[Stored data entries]

********************

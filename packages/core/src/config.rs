//! Централизованная конфигурация для Construct Agility Core
//!
//! Все константы и настройки движка должны быть определены здесь,
//! чтобы избежать хардкода по всему проекту. Глобального синглтона нет:
//! конфигурация передаётся явно в конструкторы компонентов.

use crate::crypto::algorithm::AlgorithmId;
use crate::error::{CryptoError, Result};
use serde::{Deserialize, Serialize};
use std::time::Duration;

/// Настройки движка (не относящиеся к выбору алгоритма)
#[derive(Debug, Clone)]
pub struct AgilityConfig {
    // ============================================
    // КРИПТОГРАФИЧЕСКИЕ ПАРАМЕТРЫ
    // ============================================

    /// Размер модуля RSA-OAEP по умолчанию (в битах)
    pub rsa_modulus_bits: usize,

    /// Размер модуля "усиленного" RSA-OAEP (в битах)
    pub rsa_strong_modulus_bits: usize,

    /// PBKDF2: количество итераций для запечатывания экспортируемых ключей
    pub pbkdf2_iterations: u32,

    /// Минимальная длина пароля для экспорта ключей
    pub password_min_length: usize,

    // ============================================
    // ЖИЗНЕННЫЙ ЦИКЛ КЛЮЧЕЙ
    // ============================================

    /// Горизонт "скоро истекает" для отчёта о здоровье ключей
    pub expiring_soon_horizon: Duration,

    /// Таймаут на ротацию одного ключа в фоновой задаче
    pub rotation_timeout: Duration,

    // ============================================
    // МОНИТОРИНГ
    // ============================================

    /// Период переоценки квантовой угрозы
    pub threat_assessment_interval: Duration,

    /// Максимальное количество отчётов аудита в истории
    pub audit_history_limit: usize,

    /// Оценочный год появления криптографически значимого квантового компьютера
    pub quantum_capability_year: f64,

    /// Длина линейной шкалы временной угрозы (в годах)
    pub threat_horizon_years: f64,

    /// Год регуляторного дедлайна миграции
    pub regulatory_deadline_year: f64,
}

impl Default for AgilityConfig {
    fn default() -> Self {
        Self {
            // Криптография
            rsa_modulus_bits: 2048,
            rsa_strong_modulus_bits: 4096,
            pbkdf2_iterations: 100_000,
            password_min_length: 8,

            // Жизненный цикл
            expiring_soon_horizon: Duration::from_secs(7 * 24 * 60 * 60), // 7 days
            rotation_timeout: Duration::from_secs(30),

            // Мониторинг
            threat_assessment_interval: Duration::from_secs(6 * 60 * 60), // 6 hours
            audit_history_limit: 100,
            quantum_capability_year: 2035.0,
            threat_horizon_years: 20.0,
            regulatory_deadline_year: 2035.0,
        }
    }
}

impl AgilityConfig {
    /// Создать конфигурацию из переменных окружения
    pub fn from_env() -> Self {
        let mut config = Self::default();

        // Переопределяем значения из env, если они заданы
        if let Some(secs) = env_parse::<u64>("AGILITY_THREAT_INTERVAL_SECS") {
            config.threat_assessment_interval = Duration::from_secs(secs);
        }

        if let Some(ms) = env_parse::<u64>("AGILITY_ROTATION_TIMEOUT_MS") {
            config.rotation_timeout = Duration::from_millis(ms);
        }

        if let Some(limit) = env_parse::<usize>("AGILITY_AUDIT_HISTORY_LIMIT") {
            config.audit_history_limit = limit;
        }

        if let Some(bits) = env_parse::<usize>("AGILITY_RSA_MODULUS_BITS") {
            config.rsa_modulus_bits = bits;
        }

        config
    }
}

fn env_parse<T: std::str::FromStr>(name: &str) -> Option<T> {
    std::env::var(name).ok().and_then(|val| val.parse().ok())
}

/// Конфигурация выбора алгоритмов (внешняя поверхность фабрики провайдеров)
#[derive(Debug, Clone, PartialEq, Serialize, Deserialize)]
#[serde(rename_all = "camelCase")]
pub struct ProviderConfig {
    pub preferred_algorithm: AlgorithmId,
    pub fallback_algorithms: Vec<AlgorithmId>,
    /// Период фоновой проверки ротации, в часах
    pub key_rotation_interval: u64,
    pub enable_hybrid_mode: bool,
    pub quantum_threshold_score: u8,
    /// Только рекомендательный флаг
    pub nist_compliance_required: bool,
}

impl Default for ProviderConfig {
    fn default() -> Self {
        Self {
            preferred_algorithm: AlgorithmId::HybridEcdhMlKem,
            fallback_algorithms: vec![AlgorithmId::MlKem768, AlgorithmId::Ecdh],
            key_rotation_interval: 24,
            enable_hybrid_mode: true,
            quantum_threshold_score: 70,
            nist_compliance_required: false,
        }
    }
}

impl ProviderConfig {
    pub fn from_json(json: &str) -> Result<Self> {
        let config: ProviderConfig = serde_json::from_str(json)
            .map_err(|e| CryptoError::InvalidOperation(format!("Invalid provider config: {}", e)))?;
        config.validate()?;
        Ok(config)
    }

    pub fn to_json(&self) -> Result<String> {
        serde_json::to_string(self).map_err(|e| {
            CryptoError::InvalidOperation(format!("Config serialization failed: {}", e))
        })
    }

    pub fn validate(&self) -> Result<()> {
        if self.quantum_threshold_score > 100 {
            return Err(CryptoError::InvalidOperation(format!(
                "quantumThresholdScore must be within 0..=100, got {}",
                self.quantum_threshold_score
            )));
        }
        if self.key_rotation_interval == 0 {
            return Err(CryptoError::InvalidOperation(
                "keyRotationInterval must be positive".to_string(),
            ));
        }
        Ok(())
    }

    pub fn key_rotation_interval(&self) -> Duration {
        Duration::from_secs(self.key_rotation_interval * 60 * 60)
    }

    /// Применить патч (незаданные поля не меняются)
    pub fn merge(&mut self, patch: ProviderConfigPatch) {
        if let Some(preferred) = patch.preferred_algorithm {
            self.preferred_algorithm = preferred;
        }
        if let Some(fallbacks) = patch.fallback_algorithms {
            self.fallback_algorithms = fallbacks;
        }
        if let Some(interval) = patch.key_rotation_interval {
            self.key_rotation_interval = interval;
        }
        if let Some(hybrid) = patch.enable_hybrid_mode {
            self.enable_hybrid_mode = hybrid;
        }
        if let Some(threshold) = patch.quantum_threshold_score {
            self.quantum_threshold_score = threshold;
        }
        if let Some(nist) = patch.nist_compliance_required {
            self.nist_compliance_required = nist;
        }
    }
}

/// Частичное обновление [`ProviderConfig`]
#[derive(Debug, Clone, Default, PartialEq, Serialize, Deserialize)]
#[serde(rename_all = "camelCase", default)]
pub struct ProviderConfigPatch {
    pub preferred_algorithm: Option<AlgorithmId>,
    pub fallback_algorithms: Option<Vec<AlgorithmId>>,
    pub key_rotation_interval: Option<u64>,
    pub enable_hybrid_mode: Option<bool>,
    pub quantum_threshold_score: Option<u8>,
    pub nist_compliance_required: Option<bool>,
}

#[cfg(test)]
mod tests {
    use super::*;

    #[test]
    fn test_default_config() {
        let config = AgilityConfig::default();
        assert_eq!(config.rsa_modulus_bits, 2048);
        assert_eq!(config.pbkdf2_iterations, 100_000);
        assert_eq!(config.expiring_soon_horizon, Duration::from_secs(604_800));
        assert_eq!(config.audit_history_limit, 100);
        assert_eq!(
            ProviderConfig::default().key_rotation_interval(),
            Duration::from_secs(24 * 3600)
        );
    }

    #[test]
    fn test_provider_config_json_surface() {
        let json = r#"{
            "preferredAlgorithm": "ML-KEM-1024",
            "fallbackAlgorithms": ["Hybrid-ECDH-ML-KEM", "ECDH"],
            "keyRotationInterval": 48,
            "enableHybridMode": false,
            "quantumThresholdScore": 80,
            "nistComplianceRequired": true
        }"#;
        let config = ProviderConfig::from_json(json).unwrap();
        assert_eq!(config.preferred_algorithm, AlgorithmId::MlKem1024);
        assert_eq!(
            config.fallback_algorithms,
            vec![AlgorithmId::HybridEcdhMlKem, AlgorithmId::Ecdh]
        );
        assert_eq!(config.key_rotation_interval(), Duration::from_secs(48 * 3600));
        assert!(config.nist_compliance_required);
    }

    #[test]
    fn test_provider_config_rejects_bad_threshold() {
        let mut config = ProviderConfig::default();
        config.quantum_threshold_score = 101;
        assert!(config.validate().is_err());

        let mut config = ProviderConfig::default();
        config.key_rotation_interval = 0;
        assert!(config.validate().is_err());
    }

    #[test]
    fn test_patch_merges_only_set_fields() {
        let mut config = ProviderConfig::default();
        let patch: ProviderConfigPatch =
            serde_json::from_str(r#"{"enableHybridMode": false}"#).unwrap();
        config.merge(patch);
        assert!(!config.enable_hybrid_mode);
        assert_eq!(config.preferred_algorithm, AlgorithmId::HybridEcdhMlKem);
        assert_eq!(config.quantum_threshold_score, 70);
    }
}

********************

## REQUIRED WORK
Each line carrying the string "модуля" should be copied out from the entries.

## YOUR RESPONSE
    /// Размер модуля RSA-OAEP по умолчанию (в битах)
    /// Размер модуля "усиленного" RSA-OAEP (в битах)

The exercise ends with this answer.